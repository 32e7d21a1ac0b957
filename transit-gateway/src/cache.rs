//! Caching layer for SL station lookups.
//!
//! Typeahead results are cached by the exact query string: no case or
//! whitespace folding, so `"central"` and `"Central"` are separate entries.
//! Departures are real-time and always go to the upstream.
//!
//! Entries expire after a TTL and the cache is bounded; moka evicts the
//! least useful entries once `max_capacity` is reached.

use std::sync::Arc;
use std::time::Duration;

use moka::future::Cache as MokaCache;

use crate::domain::SiteId;
use crate::sl::{ResponseData, SlClient, SlError, StopLookupResult};

/// Cached lookup entry.
type LookupEntry = Arc<Vec<StopLookupResult>>;

/// Configuration for the station cache.
#[derive(Debug, Clone)]
pub struct CacheConfig {
    /// TTL for cached entries.
    pub ttl: Duration,

    /// Maximum number of cached queries.
    pub max_capacity: u64,
}

impl Default for CacheConfig {
    fn default() -> Self {
        Self {
            ttl: Duration::from_secs(24 * 60 * 60),
            max_capacity: 10_000,
        }
    }
}

/// Cache of station lookup results, keyed by raw query string.
pub struct StationCache {
    lookups: MokaCache<String, LookupEntry>,
}

impl StationCache {
    /// Create a new cache with the given configuration.
    pub fn new(config: &CacheConfig) -> Self {
        let lookups = MokaCache::builder()
            .time_to_live(config.ttl)
            .max_capacity(config.max_capacity)
            .build();

        Self { lookups }
    }

    /// Get a cached lookup.
    pub async fn get(&self, query: &str) -> Option<LookupEntry> {
        self.lookups.get(query).await
    }

    /// Insert a lookup result, replacing any existing entry.
    pub async fn insert(&self, query: String, entry: LookupEntry) {
        self.lookups.insert(query, entry).await;
    }

    /// Number of cached queries.
    ///
    /// Eventually consistent: call [`StationCache::sync`] first if an exact
    /// figure is needed.
    pub fn entry_count(&self) -> u64 {
        self.lookups.entry_count()
    }

    /// Flush pending maintenance so `entry_count` is up to date.
    pub async fn sync(&self) {
        self.lookups.run_pending_tasks().await;
    }

    /// Invalidate all cached entries.
    pub fn invalidate_all(&self) {
        self.lookups.invalidate_all();
    }
}

/// SL client with a station lookup cache.
///
/// Wraps an `SlClient`; departures pass straight through.
pub struct CachedSlClient {
    client: SlClient,
    cache: StationCache,
}

impl CachedSlClient {
    /// Create a new cached client.
    pub fn new(client: SlClient, cache_config: &CacheConfig) -> Self {
        Self {
            client,
            cache: StationCache::new(cache_config),
        }
    }

    /// Get departures for a site. Never cached.
    pub async fn get_departures(&self, site_id: &SiteId) -> Result<ResponseData, SlError> {
        self.client.get_departures(site_id).await
    }

    /// Search stations, using the cache if the exact query was seen before.
    ///
    /// Failed lookups are not cached. Two concurrent misses for the same
    /// query both hit the upstream; the later insert wins.
    pub async fn search_stations(&self, query: &str) -> Result<LookupEntry, SlError> {
        if let Some(cached) = self.cache.get(query).await {
            tracing::debug!(query, "station lookup cache hit");
            return Ok(cached);
        }

        let stations = self.client.search_stations(query).await?;
        let entry = Arc::new(stations);

        self.cache.insert(query.to_string(), entry.clone()).await;

        Ok(entry)
    }
}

——

Problem statement
Using the records above, work out how many lines hold the string "queries"; answer with that number alone.

Solution to the exercise
2